Le chien aboie encore. Je me casse en deux. Les dents serrées, les yeux fermés je retiens un premier gémissement de douleur. Mes genoux craquent. Je m'effondre. Mes larmes s'amoncellent au bord de mes yeux, ils me brûlent. Je les sens bouger sous ma peau. Chacun de mes os. Mes cotes, mon bassin, mes jambes. Chaque os. Mes gencives me font mal. Ma lèvre s'ouvre. Un autre craquement, cette fois c'est mon torse. Mes côtes se brisent les unes après les autres, pour reformer une cage thoracique plus large et allongée, je sens qu'un de mes os à ouvert ma peau, il à fait plus mal que les autres. Ma peau se déchire pour laisser pousser cette fourrure brune qui commence doucement à me recouvrir. J'entends les lambeaux craquer et mes pores s'écarter dans un bruit gluant pour laisser passer les poils drus de cette maudite fourrure. Je sens la sueur sur mon dos, mon visage, dans mes yeux et ma bouche. Son goût amer et salé me donne envie de vomir, son odeur forte et répugnante, mélangé à celle de mon sang et de l'intérieur de mon corps, que je sens à travers les larges plaies que mes cotes on faites par endroit, sature l'air. L'air à goût de charogne et de mort. L'odeur que j'assimile toujours à l'enfer.
Mes phalanges se retournent pour former mes pattes, les griffes percent ma peau et la chair du bout de mes doigts tombe, s'écrasant sous le poids de ma main, devenue un croisement entre une patte et une main. Mon nez, ma mâchoire s'allongent.
Encore un craquement, mon nez à percé la peau en poussant je sens mes narines gigoter, comme avalés par cette truffe en train de me pousser sur le visage. Mes rotules pivotent sous ma peau d'un coup sec et assourdissant pour former l'articulation de pattes arrières. Je hurle je crois. Ça fait mal. Ils ondulent encore. Mes os. C'est atroce, chaque fois c'est toujours aussi atroce.

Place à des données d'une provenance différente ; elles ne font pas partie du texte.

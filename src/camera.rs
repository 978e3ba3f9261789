use ct_math::{transform::{look_at, perspective}, *};
use crate::settings::{CameraSettings, VisionSettings};

/// Graphics camera description
#[derive(Clone, PartialEq, Debug)]
pub struct CameraInfo {
    pub name:         String,
    /// Vertical field of view in degrees
    pub fov_y:        f32,
    pub aspect_ratio: f32,
    pub near_plane:   f32,
    pub far_plane:    f32,
    pub position:     f32v3,
    pub target:       f32v3,
    pub up:           f32v3,
}

impl Default for CameraInfo {
    fn default() -> Self {
        Self::from(&CameraSettings::default())
    }
}

impl From<&CameraSettings> for CameraInfo {
    fn from(settings: &CameraSettings) -> Self {
        Self {
            name: settings.name.clone(),
            fov_y: settings.fov_y,
            aspect_ratio: settings.aspect_ratio,
            near_plane: settings.near_plane,
            far_plane: settings.far_plane,
            position: f32v3::from_array(settings.position),
            target: f32v3::from_array(settings.target),
            up: f32v3::from_array(settings.up),
        }
    }
}

/// Right-handed perspective camera, looking from `position` towards `target`
#[derive(Clone, PartialEq, Debug)]
pub struct Camera {
    info: CameraInfo,
}

impl Camera {
    pub fn new(info: CameraInfo) -> Self {
        Self { info }
    }

    pub fn info(&self) -> &CameraInfo {
        &self.info
    }

    pub fn name(&self) -> &str {
        &self.info.name
    }

    pub fn set_position(&mut self, position: f32v3) {
        self.info.position = position;
    }

    pub fn set_target(&mut self, target: f32v3) {
        self.info.target = target;
    }

    /// World to view space
    #[must_use]
    pub fn view(&self) -> f32m4 {
        look_at(self.info.position, self.info.target, self.info.up)
    }

    /// View to clip space
    #[must_use]
    pub fn projection(&self) -> f32m4 {
        perspective(radians(self.info.fov_y), self.info.aspect_ratio, self.info.near_plane, self.info.far_plane)
    }

    #[must_use]
    pub fn view_projection(&self) -> f32m4 {
        self.projection() * self.view()
    }

    /// Project a world space point to normalized device coordinates
    ///
    /// Returns `None` for points behind the camera.
    pub fn project(&self, point: f32v3) -> Option<f32v3> {
        let clip = self.view_projection() * point.extend(1.0);
        if clip.w() <= 0.0 {
            return None;
        }
        Some(clip.xyz() / clip.w())
    }
}

/// Pinhole camera model, as used in computer vision
///
/// The camera looks down `+z` in its own space, pixel coordinates grow right and down from the image origin.
/// Lens distortion coefficients `k1, k2, p1, p2, k3` are carried for consumers, projection ignores them.
#[derive(Clone, Copy, PartialEq, Debug)]
pub struct PinholeCamera {
    pub intrinsics: f32m3,
    /// World to camera space
    pub extrinsics: f32m4,
    pub distortion: Vector<f32, 5>,
}

impl PinholeCamera {
    pub fn new(focal: f32v2, principal_point: f32v2) -> Self {
        Self {
            intrinsics: f32m3::new(Layout::RowMajor, [
                focal.x(), 0.0,       principal_point.x(),
                0.0,       focal.y(), principal_point.y(),
                0.0,       0.0,       1.0,
            ]),
            extrinsics: f32m4::identity(),
            distortion: Vector::zero(),
        }
    }

    pub fn focal(&self) -> f32v2 {
        f32v2::new(self.intrinsics[(0, 0)], self.intrinsics[(1, 1)])
    }

    pub fn principal_point(&self) -> f32v2 {
        f32v2::new(self.intrinsics[(0, 2)], self.intrinsics[(1, 2)])
    }

    /// Project a world space point to pixel coordinates
    ///
    /// Returns `None` for points that are not in front of the camera.
    pub fn project(&self, point: f32v3) -> Option<f32v2> {
        let cam = (self.extrinsics * point.extend(1.0)).xyz();
        if cam.z() <= 0.0 {
            return None;
        }
        let image = self.intrinsics * cam;
        Some(image.xy() / image.z())
    }

    /// Get the world space point at `depth` along the ray through `pixel`
    pub fn unproject(&self, pixel: f32v2, depth: f32) -> f32v3 {
        let ray = self.intrinsics.inverse() * pixel.extend(1.0);
        let cam = ray * depth;
        (self.extrinsics.inverse() * cam.extend(1.0)).xyz()
    }
}

impl Default for PinholeCamera {
    fn default() -> Self {
        Self::from(&VisionSettings::default())
    }
}

impl From<&VisionSettings> for PinholeCamera {
    fn from(settings: &VisionSettings) -> Self {
        let mut camera = Self::new(f32v2::from_array(settings.focal), f32v2::from_array(settings.principal_point));
        camera.distortion = Vector::from_array(settings.distortion);
        camera
    }
}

Ma colonne vertébrale ondule plus fort et craque encore. Elle s'allonge dans mon dos. Le pire arrive. Je hurle encore. Mon coxis perfore ma peau humide de sueur il pousse pousse pousse, et chaque centimètre qui sort rappe ma peau déchiré vertèbres élargissent toujours un peu plus le trou en s'allongeant eux aussi, se modifiants. La peau pousse, les poils aussi. Je hurle ma douleur quand dans un bruit sec mes bras se cassent aussi. Ils s'allongent et ondulent C'est l'enfer. Ça fait tellement mal. J'ai mal...j'ai mal...
Un couinement, quelque part pas loin de moi.
Le chien. Il est toujours là...tapis au fond de la pièce ... je sens son odeur... ses deux yeux gris m'accompagnent dans la perte de ma conscience humaine. Je ne suis plus Riley.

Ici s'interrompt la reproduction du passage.